Brittany Binler, 311 Levine, melema (AT) cis.upenn.edu

Course description:

This is an introductory course to computational linguistics, centered on the fundamental questions of how a machine can learn to analyze, understand and produce language. The topics covered include speech synthesis and recognition, syntactic parsing, semantic interpretation, discourse and pragmatic inference, and sentiment analysis. Students will get familiar with standard practical tools and resources for automatic linguistic analysis.

Prerequisites:

Undergraduate students should have completed CIS 121 before enrolling.

Textbooks:
  • [REQUIRED] Steven Bird, Ewan Klein, and Edward Loper, Natural Language Processing with Python --- Analyzing Text with the Natural Language Toolkit, O'Reilly Media, 2009. (Free Online)

  • [OPTIONAL] Daniel Jurafsky and James H. Martin Speech and language processing: An Introduction to Natural Language Processing, Computational Linguistics, and Speech Recognition, 2nd edition, Pearson Prentice Hall, 2008. (Available on Amazon)

  • [OPTIONAL] Chris Manning and Hinrich Shutze, Foundations of Statistical Natural Language Processing, MIT Press, 1999. (Free Online)

  • Various supplementary readings.

Grading:
  • 4 Homework Assignments: 60%

    • Each homework will involve implementation, design decisions and empirical evaluation.

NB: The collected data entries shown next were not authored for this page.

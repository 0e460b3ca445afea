//! Bessel-form evaluations of 1F1 (A&S 13.3.6 / 13.3.7)
//!
//! Two expansions connect 1F1 to Bessel functions:
//!
//! - **A&S 13.3.7 (Tricomi)**: with κ = b/2 - a,
//!   `M(a,b,z) = Γ(b) e^(z/2) Σ A_n (z/2)^n (κz)^(-(b-1+n)/2)
//!   J_{b-1+n}(2 sqrt(κz))`, coefficients per A&S 13.3.8:
//!   `A_0 = 1, A_1 = 0, A_2 = b/2,
//!   (n+1) A_{n+1} = (n+b-1) A_{n-1} + (2a-b) A_{n-2}`.
//!   Through `J_ν(2 sqrt(w)) w^(-ν/2) = 0F1(; ν+1; -w)/Γ(ν+1)` the
//!   same series reads
//!   `M(a,b,z) = e^(z/2) Σ A_n (z/2)^n 0F1(; b+n; -κz) / (b)_n`,
//!   which is the cancellation-free form used when the Bessel argument
//!   is small or imaginary (κz ≤ 4, the modified-Bessel side). For
//!   κz > 4 the oscillatory J values come from the descending ladder.
//!
//! - **A&S 13.3.6**: the wedge where `a` is tiny against `b` and
//!   z < 0. The dispatcher folds through Kummer's relation first, so
//!   this evaluator sees arguments `(b-a, b, -z)` whose Taylor terms
//!   are single-signed; it is the scaled series with the 13.3.6
//!   region/scale contract (the caller credits ⌊z⌋ and multiplies by
//!   `e^(z-⌊z⌋)`).

use crate::core::error::EvalError;
use crate::core::policy::{Policy, ScaledSum, ScaleLimits};
use crate::core::traits::MathScalar;
use crate::math::bessel::BesselJLadder;
use crate::math::gamma::ln_gamma_with_sign;
use crate::math::series::{
    hypergeometric_0f1_series_scaled, hypergeometric_1f1_series_scaled,
};

/// Staircase estimate of how fast successive modified-Bessel terms of
/// the 13.3.6 expansion shrink (approximately
/// `I_{10.5}(z/2) / I_{9.5}(z/2)`).
pub(crate) fn cyl_bessel_i_shrinkage_rate<T: MathScalar>(z: T) -> T {
    if z < T::constant(160.0) {
        return T::one();
    }
    if z < T::constant(40.0) {
        return T::constant(0.75);
    }
    if z < T::constant(20.0) {
        return T::constant(0.5);
    }
    if z < T::constant(7.0) {
        return T::constant(0.25);
    }
    if z < T::constant(2.0) {
        return T::constant(0.1);
    }
    T::constant(0.05)
}

/// True when (a, b, z) sits in the A&S 13.3.6 wedge: z < 0, a tiny
/// against b, the leading expansion term tame and the tenth term
/// convergent.
pub(crate) fn is_13_3_6_region<T: MathScalar>(a: T, b: T, z: T) -> bool {
    let two = T::constant(2.0);
    let ten = T::constant(10.0);
    if a.abs() == T::constant(0.5) {
        return false;
    }
    if z < T::zero() && (ten * a / b).abs() < T::one() && a.abs() < T::constant(50.0) {
        let shrinkage = cyl_bessel_i_shrinkage_rate(z);
        let first = ((two * a - T::one()) * (two * a - b) / b).abs();
        let tenth = (shrinkage * (two * a + T::constant(9.0)) * (two * a - b + ten)
            / (ten * (b + ten)))
            .abs();
        return first < two && tenth < T::constant(0.75);
    }
    false
}

/// Viability of the Tricomi expansion for b > 0 (the dispatcher has
/// already checked `z < |(2a-b)/sqrt(|a|)|`).
pub(crate) fn is_tricomi_viable_positive_b<T: MathScalar>(a: T, b: T, z: T) -> bool {
    // The backward recurrence on a is cheaper and water-tight here;
    // for z < 0 there is no recurrence alternative, so fall through to
    // the coefficient check.
    if z > T::zero() && z < b && a > T::constant(-50.0) {
        return false;
    }
    // First nonzero correction term must not swamp the leading one:
    // A_3 (z/2)^3/(b)_3 = (2a/3)(z/2)^3/(b (b+1) (b+2)).
    let half_z = z / T::constant(2.0);
    let third_term = T::constant(2.0 / 3.0) * a * half_z * half_z * half_z
        / (b * (b + T::one()) * (b + T::constant(2.0)));
    third_term.abs() < T::constant(10.0)
}

/// A&S 13.3.6 evaluation of `M(first, b, y)` for the folded wedge
/// arguments (`first ≈ b`, y > 0). In this wedge the Taylor terms are
/// single-signed, so the renormalizing series is exact; the caller
/// applies the `e^(z - ⌊z⌋)` fold and the ⌊z⌋ scale credit.
pub(crate) fn hypergeometric_1f1_as_13_3_6<T: MathScalar>(
    first: T,
    b: T,
    y: T,
    policy: &Policy<T>,
    log_scale: &mut i64,
) -> Result<T, EvalError> {
    hypergeometric_1f1_series_scaled(first, b, y, policy, log_scale)
}

/// A&S 13.3.7 (Tricomi) evaluation.
pub(crate) fn hypergeometric_1f1_as_13_3_7_tricomi<T: MathScalar>(
    a: T,
    b: T,
    z: T,
    policy: &Policy<T>,
    log_scale: &mut i64,
) -> Result<T, EvalError> {
    let bessel_arg = (b / T::constant(2.0) - a) * z;
    if bessel_arg > T::constant(4.0) {
        tricomi_oscillatory(a, b, z, bessel_arg, policy, log_scale)
    } else {
        tricomi_modified(a, b, z, bessel_arg, policy, log_scale)
    }
}

/// Advance the A&S 13.3.8 coefficient recurrence expressed on the
/// premultiplied values `P_n = A_n q^n / d_n`, where consecutive
/// denominator ratios are supplied by the caller.
struct TricomiCoefficients<T> {
    p_prev2: T, // P_{n-2}
    p_prev: T,  // P_{n-1}
    p: T,       // P_n
    log_scale: i64,
    n: u32,
}

impl<T: MathScalar> TricomiCoefficients<T> {
    fn new(p0: T, p1: T, p2: T) -> Self {
        TricomiCoefficients {
            p_prev2: p0,
            p_prev: p1,
            p: p2,
            log_scale: 0,
            n: 2,
        }
    }

    /// Step to n+1 with `P_{n+1} = ((n+b-1) f1 P_{n-1} + (2a-b) f2 P_{n-2})/(n+1)`.
    fn step(&mut self, b: T, two_a_minus_b: T, f1: T, f2: T, limits: &ScaleLimits<T>) {
        let n = T::from_index(self.n);
        let next = ((n + b - T::one()) * f1 * self.p_prev
            + two_a_minus_b * f2 * self.p_prev2)
            / (n + T::one());
        self.p_prev2 = self.p_prev;
        self.p_prev = self.p;
        self.p = next;
        self.n += 1;
        let mut primary = self.p;
        {
            let mut companions = [&mut self.p_prev, &mut self.p_prev2];
            limits.renormalize(&mut primary, &mut companions, &mut self.log_scale);
        }
        self.p = primary;
    }
}

/// Modified-Bessel side (κz ≤ 4): per-term 0F1, no cancellation in the
/// auxiliary series.
fn tricomi_modified<T: MathScalar>(
    a: T,
    b: T,
    z: T,
    bessel_arg: T,
    policy: &Policy<T>,
    log_scale: &mut i64,
) -> Result<T, EvalError> {
    let one = T::one();
    let two = T::constant(2.0);
    let half_z = z / two;
    let w = -bessel_arg; // 0F1 argument
    let two_a_minus_b = two * a - b;
    let limits = ScaleLimits::new(policy);

    // P_n = A_n (z/2)^n / (b)_n.
    let p0 = one;
    let p1 = T::zero();
    let p2 = half_z * half_z / (two * (b + one)); // (b/2)(z/2)^2/(b(b+1))
    let mut coefficients = TricomiCoefficients::new(p0, p1, p2);

    let mut accumulator = ScaledSum::new();
    let mut small_streak = 0u32;
    let mut n: u32 = 0;
    loop {
        let p_n = match n {
            0 => p0,
            1 => p1,
            _ => coefficients.p,
        };
        let p_scale = if n < 2 { 0 } else { coefficients.log_scale };
        if p_n != T::zero() {
            let mut term_scale = p_scale;
            let auxiliary = hypergeometric_0f1_series_scaled(
                b + T::from_index(n),
                w,
                policy,
                &mut term_scale,
            )?;
            let rebased = accumulator.add(p_n * auxiliary, term_scale);
            if n >= 2 && rebased.abs() <= policy.epsilon * accumulator.sum.abs() {
                small_streak += 1;
                if small_streak >= 2 {
                    break;
                }
            } else {
                small_streak = 0;
            }
        }
        if n > policy.max_series_iterations {
            return Err(EvalError::DidNotConverge { iterations: n });
        }
        if n >= 2 {
            let b_n = b + T::from_index(n);
            let f1 = half_z * half_z / ((b_n - one) * b_n);
            let f2 = half_z * half_z * half_z / ((b_n - two) * (b_n - one) * b_n);
            coefficients.step(b, two_a_minus_b, f1, f2, &limits);
        }
        n += 1;
    }

    // Fold in e^(z/2) with its integer part credited to the scale.
    let credit = half_z.itrunc();
    *log_scale += accumulator.log_scale + credit;
    Ok(accumulator.sum * (half_z - T::from_shift(credit)).exp())
}

/// Oscillatory side (κz > 4): streamed `J_{b-1+n}` from the ladder.
fn tricomi_oscillatory<T: MathScalar>(
    a: T,
    b: T,
    z: T,
    bessel_arg: T,
    policy: &Policy<T>,
    log_scale: &mut i64,
) -> Result<T, EvalError> {
    let one = T::one();
    let two = T::constant(2.0);
    let half_z = z / two;
    let two_a_minus_b = two * a - b;
    let x = two * bessel_arg.sqrt();
    let r = half_z / bessel_arg.sqrt();
    let limits = ScaleLimits::new(policy);

    let Some((ln_gamma_b, gamma_sign)) = ln_gamma_with_sign(b) else {
        return Err(EvalError::domain("gamma pole at b"));
    };
    let ln_prefix = ln_gamma_b - (b - one) / two * bessel_arg.ln() + half_z;

    let mut ladder = BesselJLadder::new(b - one, x);

    // P_n = A_n r^n.
    let p0 = one;
    let p1 = T::zero();
    let p2 = b / two * r * r;
    let mut coefficients = TricomiCoefficients::new(p0, p1, p2);

    let mut accumulator = ScaledSum::new();
    let mut small_streak = 0u32;
    let mut n: u32 = 0;
    loop {
        let p_n = match n {
            0 => p0,
            1 => p1,
            _ => coefficients.p,
        };
        let p_scale = if n < 2 { 0 } else { coefficients.log_scale };
        if p_n != T::zero() {
            let (j_mantissa, j_scale) = ladder.get(i64::from(n), policy)?;
            let rebased = accumulator.add(p_n * j_mantissa, p_scale + j_scale);
            if n >= 2 && rebased.abs() <= policy.epsilon * accumulator.sum.abs() {
                small_streak += 1;
                if small_streak >= 2 {
                    break;
                }
            } else {
                small_streak = 0;
            }
        }
        if n > policy.max_series_iterations {
            return Err(EvalError::DidNotConverge { iterations: n });
        }
        if n >= 2 {
            coefficients.step(b, two_a_minus_b, r * r, r * r * r, &limits);
        }
        n += 1;
    }

    let credit = ln_prefix.itrunc();
    *log_scale += accumulator.log_scale + credit;
    Ok(gamma_sign * accumulator.sum * (ln_prefix - T::from_shift(credit)).exp())
}

#[cfg(test)]
mod tests {
    use super::*;
    use crate::core::policy::Scaled;
    use crate::math::series::{sum_series, Series1F1};

    fn policy() -> Policy<f64> {
        Policy::default()
    }

    fn collapse(mantissa: f64, scale: i64) -> f64 {
        Scaled::new(mantissa, scale).collapse(&policy()).unwrap()
    }

    #[test]
    fn shrinkage_staircase_shape() {
        // Every negative argument lands in the first band.
        assert_eq!(cyl_bessel_i_shrinkage_rate(-2539.6_f64), 1.0);
        assert_eq!(cyl_bessel_i_shrinkage_rate(-0.5_f64), 1.0);
        assert_eq!(cyl_bessel_i_shrinkage_rate(1000.0_f64), 0.05);
    }

    #[test]
    fn region_13_3_6_membership() {
        // The degenerate spot (1.29e-17, 1, -2539.6) belongs to the wedge.
        assert!(is_13_3_6_region(1.2860067365774887e-17, 1.0, -2539.60133934021));
        // Half-integer a is excluded outright.
        assert!(!is_13_3_6_region(0.5, 10.0, -5.0));
        // Positive z is never in the wedge.
        assert!(!is_13_3_6_region(1e-10, 1.0, 5.0));
        // a not tiny against b.
        assert!(!is_13_3_6_region(3.0, 4.0, -5.0));
    }

    #[test]
    fn tricomi_viability_prefers_recurrence() {
        assert!(!is_tricomi_viable_positive_b(-5.0, 10.0, 3.0));
        // Tiny b blows up the third coefficient term.
        assert!(!is_tricomi_viable_positive_b(-17955.0, 9.7e-9, 82.4));
    }

    #[test]
    fn tricomi_modified_matches_series() {
        // Convergent spot where the plain series is still healthy:
        // bessel_arg = (b/2 - a) z < 0 exercises the modified side.
        let (a, b, z) = (3.0, 4.0, 2.5);
        let mut scale = 0i64;
        let mantissa =
            hypergeometric_1f1_as_13_3_7_tricomi(a, b, z, &policy(), &mut scale).unwrap();
        let result = collapse(mantissa, scale);
        let expected = sum_series(Series1F1::new(a, b, z), &policy()).unwrap();
        assert!(
            (result - expected).abs() < 1e-11 * expected.abs(),
            "{result} vs {expected}"
        );
    }

    #[test]
    fn tricomi_oscillatory_matches_series() {
        // bessel_arg = (b/2 - a) z = 45.5: oscillatory side, while the
        // direct series is still sane enough to compare against.
        let (a, b, z) = (-1.5, 4.0, 13.0);
        let mut scale = 0i64;
        let mantissa =
            hypergeometric_1f1_as_13_3_7_tricomi(a, b, z, &policy(), &mut scale).unwrap();
        let result = collapse(mantissa, scale);
        let expected = sum_series(Series1F1::new(a, b, z), &policy()).unwrap();
        assert!(
            (result - expected).abs() < 1e-9 * expected.abs().max(1.0),
            "{result} vs {expected}"
        );
    }

    #[test]
    fn tricomi_degenerate_kappa_zero() {
        // b = 2a makes κ = 0; the expansion collapses to the modified
        // side and must still reproduce M(a, 2a, z).
        let (a, z) = (2.25, 3.0);
        let mut scale = 0i64;
        let mantissa =
            hypergeometric_1f1_as_13_3_7_tricomi(a, 2.0 * a, z, &policy(), &mut scale).unwrap();
        let result = collapse(mantissa, scale);
        let expected = sum_series(Series1F1::new(a, 2.0 * a, z), &policy()).unwrap();
        assert!((result - expected).abs() < 1e-12 * expected.abs());
    }

    #[test]
    fn wedge_evaluator_is_single_signed_series() {
        // Folded arguments: first ≈ b, y > 0; all terms positive.
        let mut scale = 0i64;
        let value =
            hypergeometric_1f1_as_13_3_6(0.999_999_9, 1.0, 30.0, &policy(), &mut scale)
                .unwrap();
        let result = collapse(value, scale);
        let expected = sum_series(Series1F1::new(0.999_999_9, 1.0, 30.0), &policy()).unwrap();
        assert!((result - expected).abs() < 1e-12 * expected);
    }
}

      1. Implementation related to a specific language task. All assignments will be done in Python.

      2. Approach selection: In each homework assignment there will be a problem where a task is given, but details of how to solve the task will not be specified. Students will use knowledge acquired in lectures and general reasoning to make choices and explain the motivation behind these choices.

      3. Result analysis: Each homework will involve an empirical evaluation which will allow us to precisely quantify how well our systems work, as well as to compare the performance of different systems. We will do error analysis in order to identify where a system fails and point to possible ways to improve the system.

    • NOTE: Each homework assignment will consist of 5 sub-problems. One of these will be different for students registered for CIS 430 and CIS 530. CIS 530 students will emphasize implementation, while those in CIS 430 will focus on analysis of system output. Over the four homework assignments this will amount to 10% difference in requirements.

  • Class Project: 35%

    • The project can be implemented in any programming language.

    • The project proposal will have to specify the project aim, the tools and resources necessary to achieve the aim, and the expected results and how performance will be evaluated. Students will get feedback from their peers and the instructor after their proposals. The goal is to define a non-trial task that can be reasonably accomplished by the end of the semester. Students enrolled in CIS 530 will be expected to complete a project that requires substantial implementation beyond the use of standard language processing tools. CIS 430 students will be encouraged to experiment with existing tools (part of speech taggers, language modeling toolkits, sentiment lexicons, syntactic parsers, etc) and integrate the outputs of several such systems in their class project system. 2 pages. (5%)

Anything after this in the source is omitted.